• Exercise directions:
Return the run of lines below that opens with the line containing "18, 0), 0).await;" and closes with the line containing "assert!(kim_only.iter().all(|r| r.member_id == ctx.kim));", keeping each one exact.

• The records:
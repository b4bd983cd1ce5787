#[cfg(test)]
mod tests {
    use backoffice::api::Backend;
    use backoffice::db::attendance::{Attendance, AttendanceEdit, AttendanceStatus};
    use backoffice::db::local::LocalStore;
    use backoffice::db::schema::MEMBERS;
    use chrono::{Duration, NaiveDate, NaiveDateTime, NaiveTime};
    use serde_json::json;
    use tempfile::TempDir;
    use test_context::{test_context, AsyncTestContext};

    struct AttendanceTestContext {
        _temp_dir: TempDir,
        store: LocalStore,
        kim: i64,
        ola: i64,
    }

    async fn insert_member(store: &LocalStore, email: &str, name: &str) -> i64 {
        let row = store
            .insert(
                MEMBERS,
                json!({
                    "email": email,
                    "name": name,
                    "role": "employee",
                    "password_hash": "$argon2id$unused",
                    "is_active": true,
                    "login_count": 0,
                    "created_at": "2026-01-05T09:00:00Z",
                }),
            )
            .await
            .unwrap();
        row["id"].as_i64().unwrap()
    }

    impl AsyncTestContext for AttendanceTestContext {
        async fn setup() -> Self {
            let temp_dir = tempfile::tempdir().unwrap();
            let store = LocalStore::open(&temp_dir.path().join("backoffice.db")).unwrap();
            let kim = insert_member(&store, "kim@example.com", "Kim Tran").await;
            let ola = insert_member(&store, "ola@example.com", "Ola Berg").await;
            AttendanceTestContext {
                _temp_dir: temp_dir,
                store,
                kim,
                ola,
            }
        }
    }

    impl AttendanceTestContext {
        fn attendance(&self) -> Attendance<'_, LocalStore> {
            Attendance::new(&self.store, NaiveTime::from_hms_opt(9, 0, 0).unwrap(), Duration::hours(8))
        }
    }

    fn at(day: u32, h: u32, m: u32) -> NaiveDateTime {
        NaiveDate::from_ymd_opt(2026, 10, day).unwrap().and_hms_opt(h, m, 0).unwrap()
    }

    #[test_context(AttendanceTestContext)]
    #[tokio::test]
    async fn test_check_in_derives_status(ctx: &mut AttendanceTestContext) {
        let attendance = ctx.attendance();

        let on_time = attendance.check_in(ctx.kim, at(14, 8, 55), None, None).await.unwrap();
        assert_eq!(on_time.status, AttendanceStatus::Present);
        assert!(on_time.id.is_some());

        let late = attendance.check_in(ctx.ola, at(14, 9, 20), None, Some("train delay")).await.unwrap();
        assert_eq!(late.status, AttendanceStatus::Late);
        assert_eq!(late.note.as_deref(), Some("train delay"));

        let remote = attendance
            .check_in(ctx.kim, at(15, 10, 0), Some(AttendanceStatus::Remote), None)
            .await
            .unwrap();
        assert_eq!(remote.status, AttendanceStatus::Remote);
    }

    #[test_context(AttendanceTestContext)]
    #[tokio::test]
    async fn test_one_record_per_member_and_day(ctx: &mut AttendanceTestContext) {
        let attendance = ctx.attendance();
        attendance.check_in(ctx.kim, at(14, 9, 0), None, None).await.unwrap();

        let again = attendance.check_in(ctx.kim, at(14, 13, 0), None, None).await;
        assert!(again.unwrap_err().to_string().contains("2026-10-14"));
    }

    #[test_context(AttendanceTestContext)]
    #[tokio::test]
    async fn test_check_out_computes_worked_time(ctx: &mut AttendanceTestContext) {
        let attendance = ctx.attendance();
        attendance.check_in(ctx.kim, at(14, 9, 0), None, None).await.unwrap();

        let record = attendance.check_out(ctx.kim, at(14, 18, 30), 60).await.unwrap();
        assert_eq!(record.worked(), Some(Duration::minutes(450)));

        let stored = attendance.for_day(ctx.kim, at(14, 0, 0).date()).await.unwrap().unwrap();
        assert_eq!(stored.check_out, Some(at(14, 18, 30)));
        assert_eq!(stored.break_minutes, 60);

        assert!(attendance.check_out(ctx.kim, at(14, 19, 0), 0).await.is_err());
    }

    #[test_context(AttendanceTestContext)]
    #[tokio::test]
    async fn test_check_out_without_check_in_fails(ctx: &mut AttendanceTestContext) {
        let result = ctx.attendance().check_out(ctx.ola, at(14, 18, 0), 0).await;
        assert!(result.is_err());
    }

    #[test_context(AttendanceTestContext)]
    #[tokio::test]
    async fn test_overnight_shift_checks_out_next_day(ctx: &mut AttendanceTestContext) {
        let attendance = ctx.attendance();
        attendance.check_in(ctx.ola, at(14, 22, 0), None, None).await.unwrap();

        let record = attendance.check_out(ctx.ola, at(15, 6, 0), 30).await.unwrap();
        assert_eq!(record.work_date, at(14, 0, 0).date());
        assert_eq!(record.worked(), Some(Duration::minutes(450)));
        assert!(attendance.for_day(ctx.ola, at(15, 0, 0).date()).await.unwrap().is_none());

        // Yesterday is closed now, so there is nothing left to check out.
        assert!(attendance.check_out(ctx.ola, at(15, 7, 0), 0).await.is_err());
    }

    #[test_context(AttendanceTestContext)]
    #[tokio::test]
    async fn test_list_is_limited_to_month_and_member(ctx: &mut AttendanceTestContext) {
        let attendance = ctx.attendance();
        attendance.check_in(ctx.kim, at(1, 9, 0), None, None).await.unwrap();
        attendance.check_in(ctx.ola, at(1, 9, 0), None, None).await.unwrap();
        attendance.check_in(ctx.kim, at(31, 9, 0), None, None).await.unwrap();
        attendance
            .check_in(ctx.kim, NaiveDate::from_ymd_opt(2026, 11, 2).unwrap().and_hms_opt(9, 0, 0).unwrap(), None, None)
            .await
            .unwrap();

        assert_eq!(attendance.list("2026-10", None).await.unwrap().len(), 3);
        let kim_only = attendance.list("2026-10", Some(ctx.kim)).await.unwrap();
        assert_eq!(kim_only.len(), 2);
        assert!(kim_only.iter().all(|r| r.member_id == ctx.kim));

        assert!(attendance.list("October", None).await.is_err());
    }

    #[test_context(AttendanceTestContext)]
    #[tokio::test]
    async fn test_summary_totals_overtime(ctx: &mut AttendanceTestContext) {
        let attendance = ctx.attendance();
        attendance.check_in(ctx.kim, at(5, 9, 0), None, None).await.unwrap();
        attendance.check_out(ctx.kim, at(5, 19, 0), 60).await.unwrap();
        attendance.check_in(ctx.kim, at(6, 9, 30), None, None).await.unwrap();
        attendance.check_out(ctx.kim, at(6, 17, 30), 60).await.unwrap();

        let summaries = attendance.summary("2026-10", Some(ctx.kim)).await.unwrap();
        assert_eq!(summaries.len(), 1);
        let summary = &summaries[0];
        assert_eq!(summary.member_id, ctx.kim);
        assert_eq!(summary.days, 2);
        assert_eq!(summary.late_days, 1);
        assert_eq!(summary.worked, Duration::hours(16));
        assert_eq!(summary.overtime, Duration::hours(1));
    }

    #[test_context(AttendanceTestContext)]
    #[tokio::test]
    async fn test_edit_and_delete(ctx: &mut AttendanceTestContext) {
        let attendance = ctx.attendance();
        let record = attendance.check_in(ctx.ola, at(14, 9, 40), None, None).await.unwrap();
        let id = record.id.unwrap();

        let edit = AttendanceEdit {
            check_in: Some(at(14, 8, 50)),
            status: Some(AttendanceStatus::Present),
            note: Some("badge reader was down".to_string()),
            ..Default::default()
        };
        let updated = attendance.update(id, &edit).await.unwrap();
        assert_eq!(updated.status, AttendanceStatus::Present);

        let stored = attendance.get(id).await.unwrap().unwrap();
        assert_eq!(stored.check_in, at(14, 8, 50));
        assert_eq!(stored.note.as_deref(), Some("badge reader was down"));

        let moved = AttendanceEdit {
            check_in: Some(at(15, 9, 0)),
            ..Default::default()
        };
        assert!(attendance.update(id, &moved).await.is_err());

        attendance.delete(id).await.unwrap();
        assert!(attendance.get(id).await.unwrap().is_none());
        assert!(attendance.delete(id).await.is_err());
    }
}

• Result for this task:
        let result = ctx.attendance().check_out(ctx.ola, at(14, 18, 0), 0).await;
        assert!(result.is_err());
    }

    #[test_context(AttendanceTestContext)]
    #[tokio::test]
    async fn test_overnight_shift_checks_out_next_day(ctx: &mut AttendanceTestContext) {
        let attendance = ctx.attendance();
        attendance.check_in(ctx.ola, at(14, 22, 0), None, None).await.unwrap();

        let record = attendance.check_out(ctx.ola, at(15, 6, 0), 30).await.unwrap();
        assert_eq!(record.work_date, at(14, 0, 0).date());
        assert_eq!(record.worked(), Some(Duration::minutes(450)));
        assert!(attendance.for_day(ctx.ola, at(15, 0, 0).date()).await.unwrap().is_none());

        // Yesterday is closed now, so there is nothing left to check out.
        assert!(attendance.check_out(ctx.ola, at(15, 7, 0), 0).await.is_err());
    }

    #[test_context(AttendanceTestContext)]
    #[tokio::test]
    async fn test_list_is_limited_to_month_and_member(ctx: &mut AttendanceTestContext) {
        let attendance = ctx.attendance();
        attendance.check_in(ctx.kim, at(1, 9, 0), None, None).await.unwrap();
        attendance.check_in(ctx.ola, at(1, 9, 0), None, None).await.unwrap();
        attendance.check_in(ctx.kim, at(31, 9, 0), None, None).await.unwrap();
        attendance
            .check_in(ctx.kim, NaiveDate::from_ymd_opt(2026, 11, 2).unwrap().and_hms_opt(9, 0, 0).unwrap(), None, None)
            .await
            .unwrap();

        assert_eq!(attendance.list("2026-10", None).await.unwrap().len(), 3);
        let kim_only = attendance.list("2026-10", Some(ctx.kim)).await.unwrap();
        assert_eq!(kim_only.len(), 2);
        assert!(kim_only.iter().all(|r| r.member_id == ctx.kim));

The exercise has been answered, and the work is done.